←back to thread

180 points xnacly | 3 comments | | HN request time: 0s | source
Show context
thechao ◴[] No.44561283[source]
I like to have my lexers operate on `FILE*`, rather than string-views. This has some real-world performance implications (not good ones); but, it does mean I can operate on streams. If the user has a c-string, the string can be easily wrapped by `funopen()` or `fopencookie()` to provide a `FILE*` adapter layer. (Most of my lexers include one of these, out-of-the-box.)

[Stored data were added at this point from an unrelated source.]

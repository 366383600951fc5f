//! Building: a stack of unique Stories.

use serde::{Deserialize, Serialize};

use dfs_core::{FieldDescriptor, FieldType, SchemaType, TypeDescriptor, TypeTag, Validate, ValidationContext};

use crate::identity::{identity_fields, validate_identity};
use crate::properties::BuildingPropertiesAbridged;
use crate::story::Story;

/// A complete Building defined by its unique Stories.
#[derive(Debug, Clone, PartialEq, Serialize, Deserialize)]
#[serde(deny_unknown_fields)]
pub struct Building {
    /// Always `Building`.
    #[serde(rename = "type", default)]
    pub type_: TypeTag<Building>,
    /// Unique ID: 1 to 100 characters from `A-Z a-z 0-9 . _ -`.
    pub identifier: String,
    /// Display name with no character restrictions.
    #[serde(default, skip_serializing_if = "Option::is_none")]
    pub display_name: Option<String>,
    /// Free-form user data carried through unchanged.
    #[serde(default, skip_serializing_if = "Option::is_none")]
    pub user_data: Option<serde_json::Map<String, serde_json::Value>>,
    /// The distinct stories; a story's `multiplier` repeats it.
    pub unique_stories: Vec<Story>,
    /// Extension properties.
    pub properties: BuildingPropertiesAbridged,
}

impl Building {
    /// A building made of `unique_stories`.
    pub fn new(identifier: impl Into<String>, unique_stories: Vec<Story>) -> Self {
        Self {
            type_: TypeTag::new(),
            identifier: identifier.into(),
            display_name: None,
            user_data: None,
            unique_stories,
            properties: BuildingPropertiesAbridged::default(),
        }
    }
}

impl SchemaType for Building {
    const TYPE_NAME: &'static str = "Building";

    fn describe() -> TypeDescriptor {
        let mut fields = identity_fields();
        fields.extend([
            FieldDescriptor::required(
                "unique_stories",
                FieldType::array(FieldType::reference::<Story>()),
                "An array of unique dragonfly Story objects that together form the entire \
                 building. Stories should generally be ordered from lowest floor to highest \
                 floor. Note that, if a given Story is repeated several times over the \
                 height of the building, the unique story included in this list should be \
                 the first (lowest) story of the repeated floors.",
            ),
            FieldDescriptor::required(
                "properties",
                FieldType::reference::<BuildingPropertiesAbridged>(),
                "Extension properties for particular simulation engines (Radiance, \
                 EnergyPlus).",
            ),
        ]);
        TypeDescriptor::record(
            Self::TYPE_NAME,
            concat!(module_path!(), "::Building"),
            "A complete Building defined by extruded Room2Ds.",
            fields,
        )
    }
}

impl Validate for Building {
    fn validate_into(&self, ctx: &mut ValidationContext) {
        validate_identity(ctx, &self.identifier);
        ctx.nested("unique_stories", &self.unique_stories);
        ctx.nested("properties", &self.properties);
    }
}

Everything else, I stole from Bob Nystrom: I keep a local copy of the token's string in the token, aka, `char word[64]`. I try to minimize "decision making" during lexing. Really, at the consumption point we're only interested in an extremely small number of things: (1) does the lexeme start with a letter or a number?; (2) is it whitespace, and is that whitespace a new line?; or, (3) does it look like an operator?

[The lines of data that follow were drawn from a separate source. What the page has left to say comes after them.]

//! Story: a floor of a building made of Room2Ds.

use serde::{Deserialize, Serialize};

use dfs_core::{
    Constraints, FieldDescriptor, FieldType, SchemaType, TypeDescriptor, TypeTag, Validate,
    ValidationContext,
};

use crate::identity::{identity_fields, validate_identity, AutoNumber};
use crate::properties::StoryPropertiesAbridged;
use crate::roof::RoofSpecification;
use crate::room2d::Room2D;

const MULTIPLIER: Constraints = Constraints::new().ge(1.0);

fn one() -> i64 {
    1
}

/// A Story of a Building defined by its Room2Ds.
#[derive(Debug, Clone, PartialEq, Serialize, Deserialize)]
#[serde(deny_unknown_fields)]
pub struct Story {
    /// Always `Story`.
    #[serde(rename = "type", default)]
    pub type_: TypeTag<Story>,
    /// Unique ID: 1 to 100 characters from `A-Z a-z 0-9 . _ -`.
    pub identifier: String,
    /// Display name with no character restrictions.
    #[serde(default, skip_serializing_if = "Option::is_none")]
    pub display_name: Option<String>,
    /// Free-form user data carried through unchanged.
    #[serde(default, skip_serializing_if = "Option::is_none")]
    pub user_data: Option<serde_json::Map<String, serde_json::Value>>,
    /// The rooms of the story.
    pub room_2ds: Vec<Room2D>,
    /// Distance to the next floor, or autocalculated.
    #[serde(default)]
    pub floor_to_floor_height: AutoNumber,
    /// Height of the story's floor, or autocalculated from its rooms.
    #[serde(default)]
    pub floor_height: AutoNumber,
    /// How many times the story repeats in the building.
    #[serde(default = "one")]
    pub multiplier: i64,
    /// Sloped roof geometry over the story.
    #[serde(default, skip_serializing_if = "Option::is_none")]
    pub roof: Option<RoofSpecification>,
    /// Extension properties.
    pub properties: StoryPropertiesAbridged,
}

impl Story {
    /// A story holding `room_2ds` with every other field at its default.
    pub fn new(identifier: impl Into<String>, room_2ds: Vec<Room2D>) -> Self {
        Self {
            type_: TypeTag::new(),
            identifier: identifier.into(),
            display_name: None,
            user_data: None,
            room_2ds,
            floor_to_floor_height: AutoNumber::default(),
            floor_height: AutoNumber::default(),
            multiplier: 1,
            roof: None,
            properties: StoryPropertiesAbridged::default(),
        }
    }
}

impl SchemaType for Story {
    const TYPE_NAME: &'static str = "Story";

    fn describe() -> TypeDescriptor {
        let mut fields = identity_fields();
        fields.extend([
            FieldDescriptor::required(
                "room_2ds",
                FieldType::array(FieldType::reference::<Room2D>()),
                "An array of dragonfly Room2D objects that together form an entire story \
                 of a building.",
            ),
            FieldDescriptor::optional(
                "floor_to_floor_height",
                AutoNumber::field_type(Constraints::NONE),
                "A number for the distance from the floor plate of this story to the \
                 floor of the story above this one (if it exists). If Autocalculate, this \
                 value will be the maximum floor_to_ceiling_height of the input room_2ds.",
            )
            .with_default(AutoNumber::default_value()),
            FieldDescriptor::optional(
                "floor_height",
                AutoNumber::field_type(Constraints::NONE),
                "A number to indicate the height of the floor plane in the Z axis. If \
                 Autocalculate, this will be the minimum floor height of all the \
                 room_2ds, which is suitable for cases where there are no floor plenums.",
            )
            .with_default(AutoNumber::default_value()),
            FieldDescriptor::optional(
                "multiplier",
                FieldType::Integer(MULTIPLIER),
                "An integer that denotes the number of times that this Story is repeated \
                 over the height of the building.",
            )
            .with_default(1.into()),
            FieldDescriptor::optional(
                "roof",
                FieldType::reference::<RoofSpecification>(),
                "An optional RoofSpecification object containing geometry for generating \
                 sloped roofs over the Story. The RoofSpecification will only affect the \
                 child Room2Ds that have a True is_top_exposed property and it will only \
                 be utilized in translation to Honeybee when the Story multiplier is 1. \
                 If None, all Room2D ceilings will be flat.",
            ),
            FieldDescriptor::required(
                "properties",
                FieldType::reference::<StoryPropertiesAbridged>(),
                "Extension properties for particular simulation engines (Radiance, \
                 EnergyPlus).",
            ),
        ]);
        TypeDescriptor::record(
            Self::TYPE_NAME,
            concat!(module_path!(), "::Story"),
            "A Story of a Building defined by an extruded Room2Ds.",
            fields,
        )
    }
}

impl Validate for Story {
    fn validate_into(&self, ctx: &mut ValidationContext) {
        validate_identity(ctx, &self.identifier);
        ctx.nested("room_2ds", &self.room_2ds);
        ctx.integer("multiplier", self.multiplier, &MULTIPLIER);
        ctx.nested("roof", &self.roof);
        ctx.nested("properties", &self.properties);
    }
}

The only place where I've ever considered goto-threading was in keyword identification. However, if your language keeps keywords to ≤ 8 bytes, you can just bake the keywords into `uint64_t`'s and compare against those values. You can do a crapload of 64b compares/ns.

The next level up (parsing) is slow enough to eat & memoize the decision making of the lexer; and, materially, it doesn't complicate the parser. (In fact: there's a lot of decision making that happens in the parser that'd have to be replicated in the lexer, otherwise.)

The result, overall, is you can have a pretty general-purpose lexer that you can reuse for a any old C-ish language, and tune to your heart's content, without needing a custom rewrite, each time.

replies(4): >>44562865 #>>44562886 #>>44565776 #>>44568007 #
tempodox ◴[] No.44562865[source]
The tragic thing is that you can't do `fgetwc()` on a `FILE *` produced by `fopencookie()` on Linux. glibc will crash your program deliberately as soon as there is a non-ASCII char in that stream (because, reasons?). But it does work with `funopen()` on a BSD, like macOS. I'm using that to read wide characters from UTF-8 streams.
replies(1): >>44562913 #
o11c ◴[] No.44562913[source]
Wide characters are best avoided even on platforms where it doesn't mean UTF-16. It's better to stay in UTF-8 mode, and only verify that it's well-formed.
replies(1): >>44563070 #
1. tempodox ◴[] No.44563070[source]
But at some point you'll want to know whether that code point you read `iswalpha()` or whatever, so you'll have to decode UTF-8 anyway.
replies(1): >>44564287 #
2. thechao ◴[] No.44564287[source]
At the parser-level, though; not down in the lexer. I intern unique user-defined strings (just with a hashcons or whatever the cool kids call it, these days). That defers the determination of correctness of UTF-kness to "someone else".
replies(1): >>44637982 #
3. tempodox ◴[] No.44637982[source]
Figuring out whether a character should become part of a number or a name, for instance, is typical lexer stuff though. For that you have to classify it.